More than 150 years ago on Holles Street in London a little blue plaque was erected to mark the spot where Lord Byron was born. Now there are an estimated 45,000 of these markers across Britain but, as Shaun Soanes explores, could the writing be on the wall for these commemorations?
The built environment provides the setting and backdrop by which we live our lives. It impacts on our senses, our emotions, our sense of community and general wellbeing. It also links us to our present, our future and our past.
This explains our attachment to the renowned blue plaques scheme which began in London and has played an important role in the history of the conservation movement.
But former Radio 1 DJ Mike Read, who is chairman of the British Plaque Trust, believes we might be getting a bit carried away with all these commemorations.
What makes a building special?
Mike has a point.
While English Heritage, which runs the official blue plaque programme, claim just 10 bonafide blue plaques are put up a year, there are no restrictions on installing less official plaques.
One plaque in Oldham locates the site of “the first British fried chip” and one on a building in Dover commemorates where David Copperfield, a fictional character invented by Charles Dickens, “rested on the doorstep”.
There is even a young artist – Danny Coope – who will research the former residents of any address in the UK, creating a blue plaque for the venue for just £50.
Well, that’s Christmas covered!
It would be easy to feel dismayed by this “plague of plaques” – as some have declared it but I think these concerns are missing the point.
It shouldn’t really matter whether the person commemorated was a great statesman, a fictional character, a local legend or a national treasure. The more plaques the better.
In fact, I think we need a bit more diversity. And I’m not the only one.
In the year that marks the centenary of women’s suffrage, English Heritage hoping to raise awareness of women who have made an impact on history, by redressing the lack of women celebrated on blue plaques.
Despite women’s inarguable contribution to British culture, out of the 903 plaques placed on buildings across the capital, a measly 111 commemorate women – that’s just 14 per cent. Out of all the blue plaques, just 4 per cent of roundels honour people of colour.

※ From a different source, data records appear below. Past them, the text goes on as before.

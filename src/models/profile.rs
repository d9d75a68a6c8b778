// SPDX-License-Identifier: MIT

//! Profile model and follower payloads.

use super::Identified;
use serde::{Deserialize, Serialize};

/// A user profile with its derived counters.
///
/// `following_id` is the current user's follow of this profile, when
/// one exists; it is what a subsequent unfollow deletes.
#[derive(Debug, Clone, PartialEq, Serialize, Deserialize)]
pub struct Profile {
    pub id: u64,
    /// Username of the profile's account.
    pub owner: String,
    #[serde(default)]
    pub name: String,
    /// Bio text.
    #[serde(default)]
    pub content: String,
    #[serde(default)]
    pub image: Option<String>,
    #[serde(default)]
    pub posts_count: i64,
    #[serde(default)]
    pub followers_count: i64,
    #[serde(default)]
    pub following_count: i64,
    #[serde(default)]
    pub following_id: Option<u64>,
    #[serde(default)]
    pub created_at: String,
}

impl Profile {
    pub fn owned_by(&self, username: Option<&str>) -> bool {
        username == Some(self.owner.as_str())
    }

    /// Record a confirmed follow of this profile.
    pub fn apply_follow(&mut self, follower_id: u64) {
        self.followers_count += 1;
        self.following_id = Some(follower_id);
    }

    /// Record a confirmed unfollow.
    pub fn apply_unfollow(&mut self) {
        self.followers_count -= 1;
        self.following_id = None;
    }
}

impl Identified for Profile {
    fn id(&self) -> u64 {
        self.id
    }
}

/// Editable profile fields; the image travels as a separate multipart part.
#[derive(Debug, Clone, PartialEq, Serialize)]
pub struct ProfileUpdate {
    pub name: String,
    pub content: String,
}

impl From<&Profile> for ProfileUpdate {
    fn from(profile: &Profile) -> Self {
        Self {
            name: profile.name.clone(),
            content: profile.content.clone(),
        }
    }
}

/// `POST /followers/`
#[derive(Debug, Clone, Serialize)]
pub struct FollowRequest {
    pub followed: u64,
}

/// A follower record; `id` is what an unfollow deletes.
#[derive(Debug, Clone, Deserialize)]
pub struct Follower {
    pub id: u64,
    pub followed: u64,
}
// SPDX-License-Identifier: MIT

//! Reusable client-side state components.
//!
//! The platform's pages are all built from the same few pieces: a
//! cached paginated list that mutations reconcile locally, a
//! change-tracked form gating its submit button, and a two-step
//! confirm-then-commit dialog around every destructive or slot-moving
//! mutation.

pub mod collection;
pub mod confirm;
pub mod form;
pub mod task;

pub use collection::{PagedCollection, Paginator};
pub use confirm::{ConfirmFlow, ConfirmState};
pub use form::ChangeTracked;
pub use task::ViewTask;
// SPDX-License-Identifier: MIT

//! Background work bound to a view's lifetime.
//!
//! List fetches started by a page must not update state after the page
//! is torn down; dropping the task aborts the underlying future at its
//! next suspension point.

use futures_util::future::{AbortHandle, Abortable, Aborted};
use std::future::Future;
use tokio::task::JoinHandle;

/// A spawned load whose lifetime is tied to the owning view.
///
/// Aborts on drop; [`ViewTask::join`] yields `None` when the task was
/// aborted (or panicked) instead of completing.
#[derive(Debug)]
pub struct ViewTask<T> {
    handle: Option<JoinHandle<std::result::Result<T, Aborted>>>,
    abort: AbortHandle,
}

impl<T: Send + 'static> ViewTask<T> {
    pub fn spawn<F>(future: F) -> Self
    where
        F: Future<Output = T> + Send + 'static,
    {
        let (abort, registration) = AbortHandle::new_pair();
        let handle = tokio::spawn(Abortable::new(future, registration));
        Self {
            handle: Some(handle),
            abort,
        }
    }

    /// Abort without waiting. Idempotent; harmless after completion.
    pub fn abort(&self) {
        self.abort.abort();
    }

    pub fn is_finished(&self) -> bool {
        self.handle
            .as_ref()
            .map(JoinHandle::is_finished)
            .unwrap_or(true)
    }

    /// Wait for the result; `None` if the task was aborted.
    pub async fn join(mut self) -> Option<T> {
        let handle = self.handle.take()?;
        match handle.await {
            Ok(Ok(value)) => Some(value),
            _ => None,
        }
    }
}

impl<T> Drop for ViewTask<T> {
    fn drop(&mut self) {
        self.abort.abort();
    }
}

In a drive towards achieving parity, the organisation is calling upon the British public to nominate the women from history they believe are worthy of blue plaques
Current plaques dedicated to women include the computing pioneer Ada Lovelace, the DNA scientist Rosalind Franklin and the first woman to sit in parliament, Nancy Astor.
More recent recipients include the cookery writer Elizabeth David and Agnes Arber, a botanist who published more than 90 scientific papers and eight books
Homegrown plaque holders
Royalty, authors, pop stars, suffragettes and mayors are remembered by blue plaques across the East.
They include Margery Allingham, who is known as one of the queens of crime-writing and wrote a book about her home village Tolleshunt d’Arcy during the Second World War, and Constance Andrews, who was one of four women honoured with blue plaques in Ipswich.
The plaque was installed on Arlingtons Brasserie in Museum Street, where Constance led the 1911 Votes for Women protest against the census.
Most memorials to the world-famous group may be in their home city of Liverpool, but there is also a blue plaque to The Beatles in Norwich. This is one of a series of plaques put up by the EDP and Norwich School of Art and Design highlighting surprising aspects of our region’s cultural history. It is attached to Grosvenor House, Prince of Wales Road, in memory of their only concert in the city, at the Grosvenor Rooms.
Composer Lord Britten’s (1913-1976) name is closely associated with Aldeburgh, where he founded the famous annual festival and a blue plaque has been placed on the Crabbe Street site of Crag House in the town, where he lived and worked. This plaque was unveiled in 1978, two years after his death.
A plaque in memory of legendary DJ John Peel (1939-2004) was unveiled by his wife, Sheila Ravenscroft, in his home village of Great Finborough in Suffolk last year.
A place in history
In my opinion blue plaques are the most beautifully simple way of evoking the layered history of a location, and they greatly improve our experience of a city, expanding the imagination and animating the street.
Reading a plaque, you become linked not just to the past, but to your physical surroundings.
This is part and parcel of what architects strive to do – connecting people to their environment.